How To Audit Backlinks In The SEO Spider

Dan Sharp

Posted 7 September, 2016 by in Screaming Frog SEO Spider

How To Audit Backlinks In The SEO Spider

There are plenty of reasons you may wish to audit backlinks to a website, whether it’s to check the links are still live and passing link value, they’ve been removed or nofollowed after a link clean up, or you want to get more data on the links which Google Search Console doesn’t provide.

We previously wrote a guide back in 2011 on using the custom search feature to audit backlinks at scale, by simply searching for the presence of the link within the HTML of the website.

Since that time, we’ve released our custom extraction feature, which allows this process to be refined further and provide more detail.
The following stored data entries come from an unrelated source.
#[cfg(test)]
mod tests {
    use super::*;

    fn write(path: &Path, contents: &str) {
        if let Some(dir) = path.parent() {
            fs::create_dir_all(dir).unwrap();
        }
        fs::write(path, contents).unwrap();
    }

    /// A source plus an existing object in a temp dir.
    fn unit(dir: &Path) -> FileInfo {
        let source = dir.join("src/main.c");
        let output = dir.join("obj/main.o");
        write(&source, "int main(void) { return 0; }\n");
        write(&output, "object");
        FileInfo::new(source, output)
    }

    #[test]
    fn missing_record_is_out_of_date() {
        let dir = tempfile::tempdir().unwrap();
        let mut info = unit(dir.path());
        let result = check_out_of_date(&mut info, 42, true, &BuildManifest::new());
        assert_eq!(result, FreshResult::Stale("no manifest record".into()));
        assert!(info.out_of_date);
    }

    #[test]
    fn unchanged_inputs_are_fresh() {
        let dir = tempfile::tempdir().unwrap();
        let mut info = unit(dir.path());
        let mut manifest = BuildManifest::new();
        manifest.record(&info, 42, &[]).unwrap();

        assert!(check_out_of_date(&mut info, 42, true, &manifest).is_fresh());
        assert!(!info.out_of_date);
        assert_eq!(info.hash, input_hash(42, &info.source_path));
    }

    #[test]
    fn fingerprint_change_invalidates() {
        let dir = tempfile::tempdir().unwrap();
        let mut info = unit(dir.path());
        let mut manifest = BuildManifest::new();
        manifest.record(&info, 42, &[]).unwrap();

        let result = check_out_of_date(&mut info, 43, true, &manifest);
        assert_eq!(result, FreshResult::Stale("configuration changed".into()));
    }

    #[test]
    fn source_edit_invalidates() {
        let dir = tempfile::tempdir().unwrap();
        let mut info = unit(dir.path());
        let mut manifest = BuildManifest::new();
        manifest.record(&info, 42, &[]).unwrap();

        write(&info.source_path, "int main(void) { return 1 + 1; }\n");
        assert!(!check_out_of_date(&mut info, 42, true, &manifest).is_fresh());
    }

    #[test]
    fn rewrite_with_same_content_is_fresh() {
        let dir = tempfile::tempdir().unwrap();
        let mut info = unit(dir.path());
        let mut manifest = BuildManifest::new();
        manifest.record(&info, 42, &[]).unwrap();

        // Force the slow path: the recorded metadata no longer matches.
        let record = manifest.records.get_mut(&info.output_path).unwrap();
        record.input_hash ^= 1;
        record.source.metadata ^= 1;
        assert!(check_out_of_date(&mut info, 42, true, &manifest).is_fresh());
    }

    #[test]
    fn header_edit_invalidates() {
        let dir = tempfile::tempdir().unwrap();
        let mut info = unit(dir.path());
        let header = dir.path().join("include/config.h");
        write(&header, "#define A 1\n");
        let mut manifest = BuildManifest::new();
        manifest.record(&info, 42, &[info.source_path.clone(), header.clone()]).unwrap();
        assert_eq!(manifest.get(&info.output_path).unwrap().dependencies.len(), 1);

        assert!(check_out_of_date(&mut info, 42, true, &manifest).is_fresh());
        assert_eq!(info.dependencies, vec![header.clone()]);

        write(&header, "#define A 22\n");
        let result = check_out_of_date(&mut info, 42, true, &manifest);
        assert!(matches!(result, FreshResult::Stale(ref r) if r.starts_with("dependency changed")));

        fs::remove_file(&header).unwrap();
        let result = check_out_of_date(&mut info, 42, true, &manifest);
        assert!(matches!(result, FreshResult::Stale(ref r) if r.starts_with("dependency missing")));
    }

    #[test]
    fn missing_output_is_out_of_date() {
        let dir = tempfile::tempdir().unwrap();
        let mut info = unit(dir.path());
        let mut manifest = BuildManifest::new();
        manifest.record(&info, 42, &[]).unwrap();
        fs::remove_file(&info.output_path).unwrap();
        assert_eq!(
            check_out_of_date(&mut info, 42, true, &manifest),
            FreshResult::Stale("output missing".into())
        );
    }

    #[test]
    fn without_compile_step_only_existence_matters() {
        let dir = tempfile::tempdir().unwrap();
        let mut info = unit(dir.path());
        assert!(check_out_of_date(&mut info, 1, false, &BuildManifest::new()).is_fresh());
        fs::remove_file(&info.output_path).unwrap();
        assert!(!check_out_of_date(&mut info, 1, false, &BuildManifest::new()).is_fresh());
    }

    #[test]
    fn file_infos_mirror_the_source_tree() {
        let dir = tempfile::tempdir().unwrap();
        let root = dir.path().join("src");
        let sources = vec![root.join("main.c"), root.join("util/strings.c")];
        for s in &sources {
            write(s, "int x;\n");
        }
        let obj = dir.path().join("obj");
        let infos = get_multiple_file_infos(&sources, &root, &obj, 7, false, &BuildManifest::new(), "o");

        assert_eq!(infos[0].output_path, obj.join("main.o"));
        assert_eq!(infos[1].output_path, obj.join("util/strings.o"));
        assert_eq!(infos[1].manifest_path, obj.join("util/strings.d"));
        assert!(infos.iter().all(|i| i.out_of_date));
    }

    #[test]
    fn manifest_round_trips_and_rejects_corruption() {
        let dir = tempfile::tempdir().unwrap();
        let path = dir.path().join("obj/app.manifest");
        assert_eq!(BuildManifest::read(&path).unwrap(), BuildManifest::new());

        let info = unit(dir.path());
        let mut manifest = BuildManifest::new();
        manifest.record(&info, 9, &[]).unwrap();
        manifest.write(&path).unwrap();
        assert_eq!(BuildManifest::read(&path).unwrap(), manifest);

        fs::write(&path, "{ not json").unwrap();
        assert!(BuildManifest::read(&path).is_err());

        let mut old = manifest.clone();
        old.version = MANIFEST_VERSION + 1;
        fs::write(&path, serde_json::to_string(&old).unwrap()).unwrap();
        assert!(BuildManifest::read(&path).is_err());
    }

    #[test]
    fn output_is_stale_when_its_input_set_changes() {
        let dir = tempfile::tempdir().unwrap();
        let objects: Vec<PathBuf> = ["a.o", "b.o"].iter().map(|n| dir.path().join(n)).collect();
        for o in &objects {
            write(o, "object");
        }
        let mut output = unit(dir.path());
        let mut manifest = BuildManifest::new();
        manifest.record(&output, 5, &objects).unwrap();

        check_out_of_date(&mut output, 5, true, &manifest);
        assert!(check_inputs(&mut output, &objects).is_fresh());

        // b.c left the project; b.o is still on disk and unchanged.
        let result = check_inputs(&mut output, &objects[..1]);
        assert_eq!(result, FreshResult::Stale("input set changed".into()));
        assert!(output.out_of_date);
    }

    #[test]
    fn retain_outputs_prunes_records() {
        let dir = tempfile::tempdir().unwrap();
        let info = unit(dir.path());
        let mut other = FileInfo::new(info.source_path.clone(), dir.path().join("obj/gone.o"));
        other.out_of_date = false;
        let mut manifest = BuildManifest::new();
        manifest.record(&info, 1, &[]).unwrap();
        manifest.record(&other, 1, &[]).unwrap();

        manifest.retain_outputs(&[info.output_path.as_path()]);
        assert!(manifest.get(&info.output_path).is_some());
        assert!(manifest.get(&other.output_path).is_none());
    }

    #[test]
    fn message_log_attaches_by_source() {
        let log = MessageLog::default();
        let mut files = vec![FileInfo::new("/src/a.c", "/obj/a.o"), FileInfo::new("/src/b.c", "/obj/b.o")];
        let worker = log.clone();
        std::thread::spawn(move || {
            worker.record(Path::new("/src/b.c"), parse_compiler_messages("/src/b.c:2:1: warning: unused\n"));
        })
        .join()
        .unwrap();

        log.attach(&mut files);
        assert!(files[0].messages.is_empty());
        assert_eq!(files[1].messages.len(), 1);
        assert_eq!(files[1].messages[0].severity, Severity::Warning);
    }

    #[test]
    fn parse_dep_info_handles_continuations() {
        let deps = parse_dep_info_str(
            "obj/main.o: src/main.c include/a.h \\\n  include/my\\ file.h include/a.h\n\ninclude/a.h:\n",
        );
        assert_eq!(
            deps,
            vec![
                PathBuf::from("src/main.c"),
                PathBuf::from("include/a.h"),
                PathBuf::from("include/my file.h"),
            ]
        );
    }

    #[test]
    fn parse_dep_info_skips_drive_letters() {
        let deps = parse_dep_info_str("C:\\obj\\main.o: C:\\src\\main.c\n");
        assert_eq!(deps, vec![PathBuf::from("C:\\src\\main.c")]);
    }

    #[test]
    fn compiler_messages_are_parsed() {
        let output = "\
src/main.c: In function 'main':
src/main.c:3:5: warning: unused variable 'x' [-Wunused-variable]
src/main.c:4:12: error: expected ';' before '}' token
include/a.h:1: note: in expansion of macro
collect2: error: ld returned 1 exit status
";
        let messages = parse_compiler_messages(output);
        assert_eq!(messages.len(), 3);
        assert_eq!(messages[0].severity, Severity::Warning);
        assert_eq!((messages[0].line, messages[0].column), (3, 5));
        assert_eq!(messages[1].severity, Severity::Error);
        assert_eq!(messages[1].text, "expected ';' before '}' token");
        assert_eq!(messages[2].file, PathBuf::from("include/a.h"));
        assert_eq!((messages[2].line, messages[2].column), (1, 0));
        assert_eq!(messages[1].to_string(), "src/main.c:4:12: error: expected ';' before '}' token");
    }

    #[test]
    fn common_root_of_sources() {
        let paths = vec![
            PathBuf::from("/w/app/src/main.c"),
            PathBuf::from("/w/app/src/util/a.c"),
            PathBuf::from("/w/app/gen/b.c"),
        ];
        assert_eq!(common_root(&paths), PathBuf::from("/w/app"));
        assert_eq!(common_root(&paths[..1]), PathBuf::from("/w/app/src"));
        assert_eq!(common_root(&[]), PathBuf::new());
    }
}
Rather than just check for the link, you can now collect all links, anchor text, and analyse whether they are passing value or have been blocked by robots.txt, or nofollowed, via link attribute, meta or X-Robots-tag.

Please note, the custom extraction feature outlined below is only available to licensed users. The steps to auditing links using custom extraction are as follows.

1) Configure XPath Custom Extraction

Open up the SEO Spider. In the top level menu, click on ‘Configuration > Custom > Extraction’ and input the following XPath below, but replace ‘screamingfrog.co.uk’ with the domain you’re auditing.

xpath for backlink auditing

The XPath in text form for ease of copying and pasting into the custom extractors –

//a[contains(@href, 'screamingfrog.co.uk')]/@href

//a[contains(@href, 'screamingfrog.co.uk')]

//a[contains(@href, 'screamingfrog.co.uk')]/@rel

This XPath will collect every link, anchor text and link attribute to screamingfrog.co.uk from the backlinks to be audited. So if there are multiple links to the domain you’re auditing from a backlink, all of the data will be collected.

2) Switch To List Mode

Next, change the mode to ‘list’, by clicking on ‘Mode > List’ from the top level menu.

list mode for backlink audit

This will allow you to upload your backlinks into the SEO Spider, but don’t do this just yet!

3) View URLs Blocked By Robots.txt

When switching to list mode, the SEO Spider assumes you want to crawl every URL in the list and automatically applies the ‘ignore robots.txt’ configuration. However in this scenario, you may find it useful to know if a URL is blocked by robots.txt when auditing backlinks. If so, navigate to ‘Configuration > Spider > Basic tab’, un-tick ‘Ignore robots.txt’ and tick ‘Show Internal URLs Blocked by robots.txt’.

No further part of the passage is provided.